XEN is located in Rheine, Germany. In the beginning of 2000s they had another watch brand and even as a separate company - Watch People. 
During the years XEN had as a minimum 3 models with 24h dial, offered in several dial versions.

These two siblings we have here today I got from ebay - brand new condition with "box and papers" and with a 70% discount from the list price EUR 129. That is only EUR 36 on each watch! I decided to buy both - black and white.










*Comments
*
These XEN watches are very good examples of nice German dress watch design, based on so called Bauhaus style. They are designed by late Hans Gabriel Schroll, who was XEN main designer and responsible for several XEN models.

These siblings - black (XQ 0043) and white (XQ 0044) - were presented in 2004 with the first XEN watch collection. In the same time the company was closing "Watch People" brand and the watches came in Watch People boxes. The instruction manuals are for XQ 0021-0024, another 12h GMT watch.

Both are elegant and nice dress watches. Everything tells you that they are designed by master. That's why the case back is proudly signed with designer's name. Crown and buckle - both are signed too with XEN logo. Everything is stylish and details are nice, including anti allergic genuine leather strap.

I like the case; it looks very good from every ankle. The dial is legible, hands are with correct length. If you think that lume is missing then I have to remember - these are pure dress watches.

Little mystery is the case size. In many databases and as you can see even on the buckle label is written that diameter is 40mm. Actually it is 35 without and 38 with crown.

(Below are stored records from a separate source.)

impl<M: Allocator> BfpMul<i16> for Module<M> {
    fn bfp_mul<R, A, B>(&self, res: &mut BfpS16<R>, a: &BfpS16<A>, b: &BfpS16<B>)
    where
        R: DataMut<i16>,
        A: DataRef<i16>,
        B: DataRef<i16>,
    {
        self.assert_same_len("bfp_mul", res.len(), a.len());
        self.assert_same_len("bfp_mul", a.len(), b.len());
        self.assert_not_empty("bfp_mul", a.len());
        let plan: ProductPlan = vect_s16_mul_prepare(a.exp(), b.exp(), a.hr(), b.hr());
        trace!("bfp_mul<i16>: {plan:?}");
        vect_s16_mul_ref(res.data_mut(), a.data(), b.data(), plan.a_shr);
        res.set_exp(plan.a_exp);
        res.update_hr();
    }
}

impl<M: Allocator> BfpMulInplace<i32> for Module<M> {
    fn bfp_mul_inplace<R, A>(&self, res: &mut BfpS32<R>, a: &BfpS32<A>)
    where
        R: DataMut<i32>,
        A: DataRef<i32>,
    {
        self.assert_same_len("bfp_mul_inplace", res.len(), a.len());
        self.assert_not_empty("bfp_mul_inplace", a.len());
        let plan: BinaryPlan = vect_s32_mul_prepare(res.exp(), a.exp(), res.hr(), a.hr());
        trace!("bfp_mul_inplace<i32>: {plan:?}");
        vect_s32_mul_inplace_ref(res.data_mut(), a.data(), plan.b_shr, plan.c_shr);
        res.set_exp(plan.a_exp);
        res.update_hr();
    }
}

impl<M: Allocator> BfpMulInplace<i16> for Module<M> {
    fn bfp_mul_inplace<R, A>(&self, res: &mut BfpS16<R>, a: &BfpS16<A>)
    where
        R: DataMut<i16>,
        A: DataRef<i16>,
    {
        self.assert_same_len("bfp_mul_inplace", res.len(), a.len());
        self.assert_not_empty("bfp_mul_inplace", a.len());
        let plan: ProductPlan = vect_s16_mul_prepare(res.exp(), a.exp(), res.hr(), a.hr());
        trace!("bfp_mul_inplace<i16>: {plan:?}");
        vect_s16_mul_inplace_ref(res.data_mut(), a.data(), plan.a_shr);
        res.set_exp(plan.a_exp);
        res.update_hr();
    }
}

impl<M: Allocator> BfpScale<i32> for Module<M> {
    fn bfp_scale<R, A>(&self, res: &mut BfpS32<R>, a: &BfpS32<A>, c: FloatS32)
    where
        R: DataMut<i32>,
        A: DataRef<i32>,
    {
        self.assert_same_len("bfp_scale", res.len(), a.len());
        self.assert_not_empty("bfp_scale", a.len());
        let plan: BinaryPlan = vect_s32_scale_prepare(a.exp(), c.exp, a.hr(), headroom(c.mant));
        trace!("bfp_scale<i32>: {plan:?}");
        vect_s32_scale_ref(res.data_mut(), a.data(), shift_sat(c.mant, plan.c_shr), plan.b_shr);
        res.set_exp(plan.a_exp);
        res.update_hr();
    }
}

impl<M: Allocator> BfpScale<i16> for Module<M> {
    fn bfp_scale<R, A>(&self, res: &mut BfpS16<R>, a: &BfpS16<A>, c: Float<i16>)
    where
        R: DataMut<i16>,
        A: DataRef<i16>,
    {
        self.assert_same_len("bfp_scale", res.len(), a.len());
        self.assert_not_empty("bfp_scale", a.len());
        let plan: ProductPlan = vect_s16_scale_prepare(a.exp(), c.exp, a.hr(), headroom(c.mant));
        trace!("bfp_scale<i16>: {plan:?}");
        vect_s16_scale_ref(res.data_mut(), a.data(), c.mant, plan.a_shr);
        res.set_exp(plan.a_exp);
        res.update_hr();
    }
}

impl<M: Allocator> BfpScaleInplace<i32> for Module<M> {
    fn bfp_scale_inplace<R>(&self, res: &mut BfpS32<R>, c: FloatS32)
    where
        R: DataMut<i32>,
    {
        self.assert_not_empty("bfp_scale_inplace", res.len());
        let plan: BinaryPlan = vect_s32_scale_prepare(res.exp(), c.exp, res.hr(), headroom(c.mant));
        trace!("bfp_scale_inplace<i32>: {plan:?}");
        vect_s32_scale_inplace_ref(res.data_mut(), shift_sat(c.mant, plan.c_shr), plan.b_shr);
        res.set_exp(plan.a_exp);
        res.update_hr();
    }
}

impl<M: Allocator> BfpScaleInplace<i16> for Module<M> {
    fn bfp_scale_inplace<R>(&self, res: &mut BfpS16<R>, c: Float<i16>)
    where
        R: DataMut<i16>,
    {
        self.assert_not_empty("bfp_scale_inplace", res.len());
        let plan: ProductPlan = vect_s16_scale_prepare(res.exp(), c.exp, res.hr(), headroom(c.mant));
        trace!("bfp_scale_inplace<i16>: {plan:?}");
        vect_s16_scale_inplace_ref(res.data_mut(), c.mant, plan.a_shr);
        res.set_exp(plan.a_exp);
        res.update_hr();
    }
}

impl<T: Mantissa, M: Allocator> BfpAbs<T> for Module<M> {
    fn bfp_abs<R, A>(&self, res: &mut BfpVec<T, R>, a: &BfpVec<T, A>)
    where
        R: DataMut<T>,
        A: DataRef<T>,
    {
        self.assert_same_len("bfp_abs", res.len(), a.len());
        self.assert_not_empty("bfp_abs", a.len());
        let hr: Headroom = vect_abs_ref(res.data_mut(), a.data());
        res.set_exp(a.exp());
        res.set_hr(hr);
    }
}

impl<T: Mantissa, M: Allocator> BfpAbsInplace<T> for Module<M> {
    fn bfp_abs_inplace<R>(&self, res: &mut BfpVec<T, R>)
    where
        R: DataMut<T>,
    {
        self.assert_not_empty("bfp_abs_inplace", res.len());
        let hr: Headroom = vect_abs_inplace_ref(res.data_mut());
        res.set_hr(hr);
    }
}

impl<T: Mantissa, M: Allocator> BfpRect<T> for Module<M> {
    fn bfp_rect<R, A>(&self, res: &mut BfpVec<T, R>, a: &BfpVec<T, A>)
    where
        R: DataMut<T>,
        A: DataRef<T>,
    {
        self.assert_same_len("bfp_rect", res.len(), a.len());
        self.assert_not_empty("bfp_rect", a.len());
        let hr: Headroom = vect_rect_ref(res.data_mut(), a.data());
        res.set_exp(a.exp());
        res.set_hr(hr);
    }
}

impl<T: Mantissa, M: Allocator> BfpRectInplace<T> for Module<M> {
    fn bfp_rect_inplace<R>(&self, res: &mut BfpVec<T, R>)
    where
        R: DataMut<T>,
    {
        self.assert_not_empty("bfp_rect_inplace", res.len());
        let hr: Headroom = vect_rect_inplace_ref(res.data_mut());
        res.set_hr(hr);
    }
}

impl<T: Mantissa, M: Allocator> BfpClip<T> for Module<M> {
    fn bfp_clip<R, A>(&self, res: &mut BfpVec<T, R>, a: &BfpVec<T, A>, lower: T, upper: T, bound_exp: Exponent)
    where
        R: DataMut<T>,
        A: DataRef<T>,
    {
        self.assert_same_len("bfp_clip", res.len(), a.len());
        self.assert_not_empty("bfp_clip", a.len());
        let plan: ClipPlan<T> = vect_clip_prepare(a.exp(), bound_exp, lower, upper);
        trace!("bfp_clip: {plan:?}");
        match plan {
            ClipPlan::Fill { exp, value } => {
                let hr: Headroom = vect_set_ref(res.data_mut(), value);
                res.set_exp(exp);
                res.set_hr(hr);
            }
            ClipPlan::Clip {
                a_exp,
                b_shr,
                lower,
                upper,
            } => {
                let hr: Headroom = vect_clip_ref(res.data_mut(), a.data(), lower, upper, b_shr);
                res.set_exp(a_exp);
                res.set_hr(hr);
            }
        }
    }
}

The watches are brand new with plastic protectors on and I haven't tested them on a wrist a couple of days as I usually do with AWW watches. All I did was observation but I have no doubt that in a real situation you have a good watch.

*Summary
*
If you are looking for an affordable 24h quartz dress watch, then these XEN models are one of the best answers for you. I haven't seen any other 24h quartz watch with such a good "most bang for your buck" performance (remember - the watches were EUR 36 each, and a couple of them are still available).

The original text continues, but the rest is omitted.